Responsible Sellers:

When the time comes to sell animals it is important for the seller to recognise their responsibilities to the animals and the buyers.

The animals are relying on you to do your best to ensure their new home will be with someone who can properly care for them and will maintain that care for the remainder of their lives.  You do have that animal’s future in your hands.

An important point to remember is the sale should not be about the money. Sure it is important to ensure you receive the appropriate funds for your animal – the future of that animal must always outweigh the profit.

Animal Care Australia strongly encourages buyers to view the animals in their current living conditions and to educate themselves about the animal they are about to add to their family. As a seller you have the responsibility to accommodate that where possible. Ensure you always follow covid/health and other biosecurity protocols when allowing people to visit your property.

Animal Care Australia acknowledges that you may not always want potential buyers trampling through your home for a number of reasons, including protecting your own security and to maintain biosecurity protocols or preventing potential buyers from interacting with animals that are not for sale. However, we do strongly encourage you to use current technologies and part-take in live phone/video introductions of your animals to the potential buyers.  You can safely achieve this and allow the buyers to see what it is they are about to purchase without forgoing your privacy.

With the ever increasing amount of scamming that occurs this is an important aspect to consider.

It also allows you to interact and ask questions of the buyers, ensuring you feel comfortable that the animals will be going to a secure new home.

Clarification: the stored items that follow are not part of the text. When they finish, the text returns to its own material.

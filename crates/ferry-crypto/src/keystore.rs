//! Passphrase-sealed private key storage.
//!
//! # Format
//!
//! ```text
//! magic "FERRYK01" (8) || memory_kib (u32 LE) || time_cost (u32 LE)
//!   || parallelism (u32 LE) || salt (16) || nonce (24) || ciphertext (32 + 16)
//! ```
//!
//! The sealing key is derived with Argon2id from the passphrase and salt;
//! the private key is encrypted with XChaCha20-Poly1305 using the preceding
//! bytes as associated data, so the stored cost parameters cannot be
//! downgraded without detection. Blobs whose parameters exceed
//! [`SealParams::MAX`] are refused before any derivation work is done.

use crate::CryptoError;
use crate::aead::{AeadKey, NONCE_SIZE, Nonce, TAG_SIZE};
use crate::random::{random_16, random_24};
use argon2::{Algorithm, Argon2, Params, Version};
use serde::{Deserialize, Serialize};
use zeroize::Zeroizing;

/// Magic prefix of a sealed key blob.
pub const SEALED_KEY_MAGIC: &[u8; 8] = b"FERRYK01";

/// Minimum accepted passphrase length in characters.
pub const MIN_PASSPHRASE_LEN: usize = 8;

const SALT_SIZE: usize = 16;
const PARAMS_SIZE: usize = 12;
const PREFIX_SIZE: usize = SEALED_KEY_MAGIC.len() + PARAMS_SIZE + SALT_SIZE + NONCE_SIZE;

/// Total size of a sealed key blob.
pub const SEALED_KEY_SIZE: usize = PREFIX_SIZE + 32 + TAG_SIZE;

/// Argon2id cost parameters.
#[derive(Debug, Clone, Copy, PartialEq, Eq, Serialize, Deserialize)]
pub struct SealParams {
    /// Memory cost in KiB
    pub memory_kib: u32,
    /// Number of passes
    pub time_cost: u32,
    /// Degree of parallelism
    pub parallelism: u32,
}

impl Default for SealParams {
    fn default() -> Self {
        Self {
            memory_kib: 65536,
            time_cost: 3,
            parallelism: 4,
        }
    }
}

impl SealParams {
    /// Highest cost accepted when sealing or opening: 1 GiB, 16 passes,
    /// 16 lanes.
    pub const MAX: Self = Self {
        memory_kib: 1 << 20,
        time_cost: 16,
        parallelism: 16,
    };

    /// Minimal-cost parameters. Only suitable for tests.
    #[must_use]
    pub fn testing() -> Self {
        Self {
            memory_kib: 64,
            time_cost: 1,
            parallelism: 1,
        }
    }

    /// Whether every cost is non-zero and no greater than [`Self::MAX`].
    #[must_use]
    pub fn within_limits(&self) -> bool {
        (1..=Self::MAX.memory_kib).contains(&self.memory_kib)
            && (1..=Self::MAX.time_cost).contains(&self.time_cost)
            && (1..=Self::MAX.parallelism).contains(&self.parallelism)
    }

    fn derive(&self, passphrase: &str, salt: &[u8]) -> Result<AeadKey, CryptoError> {
        if !self.within_limits() {
            return Err(CryptoError::KeyDerivation);
        }
        let params = Params::new(self.memory_kib, self.time_cost, self.parallelism, Some(32))
            .map_err(|_| CryptoError::KeyDerivation)?;
        let argon2 = Argon2::new(Algorithm::Argon2id, Version::V0x13, params);

        let mut derived = Zeroizing::new([0u8; 32]);
        argon2
            .hash_password_into(passphrase.as_bytes(), salt, derived.as_mut())
            .map_err(|_| CryptoError::KeyDerivation)?;
        Ok(AeadKey::new(*derived))
    }
}

/// Reject passphrases shorter than [`MIN_PASSPHRASE_LEN`] characters.
///
/// # Errors
///
/// Returns `CryptoError::Passphrase` if the passphrase is too short.
pub fn check_passphrase(passphrase: &str) -> Result<(), CryptoError> {
    if passphrase.chars().count() < MIN_PASSPHRASE_LEN {
        return Err(CryptoError::Passphrase(format!(
            "must be at least {MIN_PASSPHRASE_LEN} characters"
        )));
    }
    Ok(())
}

/// Seal a 32-byte private key under a passphrase.
///
/// # Errors
///
/// Returns `Passphrase` for short passphrases, `KeyDerivation` for invalid
/// Argon2 parameters, or the underlying random/AEAD failure.
pub fn seal_private_key(
    private_key: &[u8; 32],
    passphrase: &str,
    params: &SealParams,
) -> Result<Vec<u8>, CryptoError> {
    check_passphrase(passphrase)?;

    let salt = random_16()?;
    let nonce = Nonce::from_bytes(random_24()?);

    let mut blob = Vec::with_capacity(SEALED_KEY_SIZE);
    blob.extend_from_slice(SEALED_KEY_MAGIC);
    blob.extend_from_slice(&params.memory_kib.to_le_bytes());
    blob.extend_from_slice(&params.time_cost.to_le_bytes());
    blob.extend_from_slice(&params.parallelism.to_le_bytes());
    blob.extend_from_slice(&salt);
    blob.extend_from_slice(nonce.as_bytes());

    let key = params.derive(passphrase, &salt)?;
    let ciphertext = key.encrypt(&nonce, private_key, &blob)?;
    blob.extend_from_slice(&ciphertext);

    Ok(blob)
}

/// Open a sealed key blob.
///
/// # Errors
///
/// Returns `SealedKey` if the blob is malformed, its cost parameters are
/// out of range, or the passphrase is wrong.
pub fn open_private_key(blob: &[u8], passphrase: &str) -> Result<Zeroizing<[u8; 32]>, CryptoError> {
    if blob.len() != SEALED_KEY_SIZE {
        return Err(CryptoError::SealedKey("wrong length"));
    }
    if &blob[..8] != SEALED_KEY_MAGIC {
        return Err(CryptoError::SealedKey("wrong format"));
    }

    let read_u32 = |offset: usize| {
        let mut bytes = [0u8; 4];
        bytes.copy_from_slice(&blob[offset..offset + 4]);
        u32::from_le_bytes(bytes)
    };
    let params = SealParams {
        memory_kib: read_u32(8),
        time_cost: read_u32(12),
        parallelism: read_u32(16),
    };
    if !params.within_limits() {
        return Err(CryptoError::SealedKey("cost parameters out of range"));
    }

    let salt_start = SEALED_KEY_MAGIC.len() + PARAMS_SIZE;
    let nonce_start = salt_start + SALT_SIZE;
    let salt = &blob[salt_start..nonce_start];
    let nonce = Nonce::from_slice(&blob[nonce_start..PREFIX_SIZE])
        .ok_or(CryptoError::SealedKey("wrong format"))?;

    let key = params.derive(passphrase, salt)?;
    let plaintext = Zeroizing::new(
        key.decrypt(&nonce, &blob[PREFIX_SIZE..], &blob[..PREFIX_SIZE])
            .map_err(|_| CryptoError::SealedKey("incorrect passphrase or corrupted key"))?,
    );

    let mut private_key = Zeroizing::new([0u8; 32]);
    private_key.copy_from_slice(&plaintext);
    Ok(private_key)
}
//! Per-unit workers driven by the scheduler.

use crate::cancel::CancelFlag;
use crate::error::{Result, TransferError};
use crate::staging::StagingArea;
use crate::transport::Transport;
use async_trait::async_trait;
use ferry_files::{
    FileUnit, Manifest, ProtectPipeline, RestorePipeline, TransferRecord, TransferStatus,
};
use ferry_files::walk::safe_relative;
use std::path::Path;
use std::sync::Arc;
use tracing::info;

/// Work performed for one unit.
///
/// Implementations run CPU-bound pipeline stages on the blocking pool and
/// must poll `cancel` at chunk granularity.
#[async_trait]
pub trait UnitWorker: Send + Sync + 'static {
    /// Process `unit` to completion.
    async fn process(&self, unit: &FileUnit, cancel: &CancelFlag) -> Result<TransferRecord>;
}

/// Protect, upload, then discard the staged artifact.
pub struct UploadWorker {
    pipeline: Arc<ProtectPipeline>,
    transport: Arc<dyn Transport>,
    staging: StagingArea,
    overwrite: bool,
}

impl UploadWorker {
    /// Create an upload worker.
    #[must_use]
    pub fn new(
        pipeline: Arc<ProtectPipeline>,
        transport: Arc<dyn Transport>,
        staging: StagingArea,
        overwrite: bool,
    ) -> Self {
        Self {
            pipeline,
            transport,
            staging,
            overwrite,
        }
    }
}

#[async_trait]
impl UnitWorker for UploadWorker {
    async fn process(&self, unit: &FileUnit, cancel: &CancelFlag) -> Result<TransferRecord> {
        let remote = unit.remote_name();
        if !self.overwrite && self.transport.exists(remote).await? {
            return Err(TransferError::AlreadyExists(remote.to_string()));
        }

        let artifact = self.staging.artifact_path(remote)?;
        let record = {
            let pipeline = Arc::clone(&self.pipeline);
            let unit = unit.clone();
            let artifact = artifact.clone();
            let cancel = cancel.clone();
            tokio::task::spawn_blocking(move || {
                pipeline.protect(&unit, &artifact, cancel.as_atomic())
            })
            .await??
        };

        if cancel.is_cancelled() {
            self.staging.discard(&artifact);
            return Err(TransferError::Cancelled);
        }

        let uploaded = self.transport.upload(&artifact, remote).await;
        self.staging.discard(&artifact);
        uploaded?;

        info!(
            "Uploaded {} as {} via {}",
            unit.logical_name(),
            remote,
            self.transport.name()
        );
        Ok(record.with_status(TransferStatus::Uploaded))
    }
}

/// Download, restore and verify.
pub struct DownloadWorker {
    pipeline: Arc<RestorePipeline>,
    transport: Arc<dyn Transport>,
    staging: StagingArea,
    manifest: Arc<Manifest>,
    overwrite: bool,
}

impl DownloadWorker {
    /// Create a download worker reading records from `manifest`.
    #[must_use]
    pub fn new(
        pipeline: Arc<RestorePipeline>,
        transport: Arc<dyn Transport>,
        staging: StagingArea,
        manifest: Arc<Manifest>,
        overwrite: bool,
    ) -> Self {
        Self {
            pipeline,
            transport,
            staging,
            manifest,
            overwrite,
        }
    }

    /// Units restoring `names` (or every entry when empty) below
    /// `destination`.
    ///
    /// # Errors
    ///
    /// - `NotFound` if a requested name is not in the manifest
    /// - `Configuration` if a logical name would escape `destination` or a
    ///   remote name would escape the staging area
    pub fn units(manifest: &Manifest, destination: &Path, names: &[String]) -> Result<Vec<FileUnit>> {
        let selected: Vec<&String> = if names.is_empty() {
            manifest.files.keys().collect()
        } else {
            names.iter().collect()
        };

        selected
            .into_iter()
            .map(|name| {
                let record = manifest
                    .get(name)
                    .ok_or_else(|| TransferError::NotFound(name.clone()))?;
                let relative = safe_relative(name).ok_or_else(|| {
                    TransferError::Configuration(format!("unsafe file name in manifest: {name}"))
                })?;
                if safe_relative(record.remote_name()).is_none() {
                    return Err(TransferError::Configuration(format!(
                        "unsafe object key in manifest: {}",
                        record.remote_name()
                    )));
                }
                Ok(FileUnit::new(
                    destination.join(relative),
                    name.clone(),
                    record.remote_name(),
                    record.size_original(),
                    name.contains('/'),
                ))
            })
            .collect()
    }
}

#[async_trait]
impl UnitWorker for DownloadWorker {
    async fn process(&self, unit: &FileUnit, cancel: &CancelFlag) -> Result<TransferRecord> {
        let record = self
            .manifest
            .get(unit.logical_name())
            .cloned()
            .ok_or_else(|| TransferError::NotFound(unit.logical_name().to_string()))?;
        let destination = unit.local_path().to_path_buf();

        if !self.overwrite && tokio::fs::try_exists(&destination).await? {
            return Err(TransferError::AlreadyExists(
                destination.display().to_string(),
            ));
        }

        let artifact = self.staging.artifact_path(record.remote_name())?;
        if let Err(e) = self
            .transport
            .download(record.remote_name(), &artifact)
            .await
        {
            self.staging.discard(&artifact);
            return Err(e.into());
        }

        let restored = {
            let pipeline = Arc::clone(&self.pipeline);
            let artifact = artifact.clone();
            let destination = destination.clone();
            let record = record.clone();
            let cancel = cancel.clone();
            tokio::task::spawn_blocking(move || {
                pipeline.restore(&artifact, &destination, &record, cancel.as_atomic())
            })
            .await
        };
        self.staging.discard(&artifact);
        let outcome = restored??;

        info!(
            "Downloaded {} to {} ({} bytes{})",
            unit.logical_name(),
            destination.display(),
            outcome.bytes_written,
            if outcome.verified { ", verified" } else { "" }
        );
        Ok(record
            .with_status(TransferStatus::Downloaded)
            .with_final_path(destination))
    }
}
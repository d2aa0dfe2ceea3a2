//! # FERRY Crypto
//!
//! Cryptographic primitives for the FERRY delivery client.
//!
//! ## Components
//!
//! - **Key Exchange:** Ephemeral X25519 sender keypair per file, recipient
//!   keypair held long-term
//! - **Key Wrapping:** HKDF-BLAKE3 key-encryption key, XChaCha20-Poly1305 wrap
//!   of a random session key
//! - **Segment AEAD:** XChaCha20-Poly1305 over 64 KiB segments with
//!   position-bound associated data
//! - **Key Storage:** Argon2id + XChaCha20-Poly1305 sealed private keys
//!
//! ## Artifact Layout
//!
//! ```text
//! +------------------+-----------------------------+-----------------------------+
//! | EncryptionHeader | nonce | ciphertext | tag    | nonce | ciphertext | tag    | ...
//! |    129 bytes     |  24   |   <= 64Ki  |  16    |  24   |   <= 64Ki  |  16    |
//! +------------------+-----------------------------+-----------------------------+
//! ```

#![warn(missing_docs)]
#![warn(clippy::all)]

pub mod aead;
pub mod exchange;
pub mod hash;
pub mod kdf;
pub mod keystore;
pub mod random;

pub use exchange::{
    EncryptionHeader, EncryptionMethod, EphemeralKeyExchange, KeyPairHandle, PassphraseProvider,
    RecipientKey, SessionKey, StaticPassphrase,
};
pub use keystore::SealParams;

/// X25519 public key size.
pub const PUBLIC_KEY_SIZE: usize = 32;

/// Cryptographic errors.
#[derive(Debug, thiserror::Error)]
pub enum CryptoError {
    /// Key material had the wrong length
    #[error("invalid key length: expected {expected}, got {actual}")]
    InvalidKeyLength {
        /// Expected length in bytes
        expected: usize,
        /// Actual length in bytes
        actual: usize,
    },

    /// Public key could not be parsed
    #[error("invalid public key")]
    InvalidPublicKey,

    /// Diffie-Hellman produced a low-order (all-zero) shared secret
    #[error("non-contributory key exchange")]
    NonContributory,

    /// AEAD encryption failed
    #[error("encryption failed")]
    EncryptionFailed,

    /// AEAD decryption failed (authentication tag mismatch)
    #[error("decryption failed")]
    DecryptionFailed,

    /// A sealed segment failed authentication
    #[error("segment {index} failed authentication")]
    SegmentAuthentication {
        /// Zero-based segment index
        index: u64,
    },

    /// The segment stream ended before the final-flagged segment
    #[error("stream truncated after {segments} segments")]
    Truncated {
        /// Segments successfully opened before the stream ended
        segments: u64,
    },

    /// Encryption header was malformed
    #[error("invalid encryption header: {0}")]
    InvalidHeader(&'static str),

    /// Encryption header named a method this build does not know
    #[error("unsupported encryption method: {0:#04x}")]
    UnsupportedMethod(u8),

    /// Sealed private key blob was malformed or could not be opened
    #[error("sealed key: {0}")]
    SealedKey(&'static str),

    /// Key derivation failed
    #[error("key derivation failed")]
    KeyDerivation,

    /// Passphrase was rejected or could not be obtained
    #[error("passphrase: {0}")]
    Passphrase(String),

    /// OS random number generator failed
    #[error("random number generation failed")]
    RandomFailed,

    /// Segment counter would wrap
    #[error("segment counter exhausted")]
    NonceExhausted,

    /// Operation is not valid in the current state
    #[error("invalid state: {0}")]
    InvalidState(&'static str),

    /// I/O error while reading or writing a sealed stream
    #[error("I/O error: {0}")]
    Io(#[from] std::io::Error),
}

impl CryptoError {
    /// Whether this error means ciphertext failed authentication.
    ///
    /// Callers treat these as tamper indicators rather than format errors.
    #[must_use]
    pub fn is_authentication(&self) -> bool {
        matches!(
            self,
            Self::DecryptionFailed | Self::SegmentAuthentication { .. } | Self::Truncated { .. }
        )
    }
}
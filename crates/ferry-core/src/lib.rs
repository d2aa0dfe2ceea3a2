//! # FERRY Core
//!
//! Delivery orchestration for the FERRY client.
//!
//! This crate provides:
//! - [`TransferScheduler`]: bounded, credit-based admission of per-file work
//! - [`UploadWorker`] / [`DownloadWorker`]: protect + upload, download + restore
//! - [`Transport`]: the object-store seam, with a directory-backed implementation
//! - [`Delivery`]: a whole upload or download run, including the manifest
//!
//! ## Run flow
//!
//! ```text
//! WorkList --> TransferScheduler --(N slots)--> UnitWorker --> Transport
//!                    |                              |
//!                    +-- RunSummary <-- UnitReport -+
//! ```

#![warn(missing_docs)]
#![warn(clippy::all)]

pub mod cancel;
pub mod config;
pub mod delivery;
pub mod error;
pub mod progress;
pub mod scheduler;
pub mod staging;
pub mod transport;
pub mod worker;

pub use cancel::CancelFlag;
pub use config::DeliveryConfig;
pub use delivery::{Delivery, DeliveryReport, UploadKeys};
pub use error::{Result, TransferError};
pub use progress::{NoProgress, ProgressReporter};
pub use scheduler::{RunSummary, SchedulerOptions, TransferScheduler, UnitReport};
pub use staging::StagingArea;
pub use transport::{LocalDirTransport, Transport, TransportError};
pub use worker::{DownloadWorker, UnitWorker, UploadWorker};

A responsible seller will:

  • ask questions of the new owner, seeking out their knowledge of the animal they want to purchase, including its dietary, housing and husbandry needs
  • provide that information especially where it is not known (provide written resources or links to credible online resources)
  • provide education that will assist the animal settle into their new home
  • offer full transparency to the buyers, ensuring they are welcome to see the animals, enclosures and living conditions (even if electronically in the first instance)
  • provide information about local community groups and clubs for the species being purchased
  • ensure the animal is going to be transported in an appropriate manner – remember most states have legal requirements regarding how animals can travel. Additionally, a buyer who turns up with a flimsy insecure transport box is showing you, they do not have a proper understanding of that animal’s needs for security and minimised stress.

And the MOST important responsibility:

  • provide a contact point of support for the lifetime of the animal – this may also include offering to rehome the animal in order to prevent it needing to be surrendered to a shelter/rescue group

With some species it is a requirement under legislation to offer a refund policy, especially for dogs and cats. Each state has different criteria so check your appropriate state legislation for this.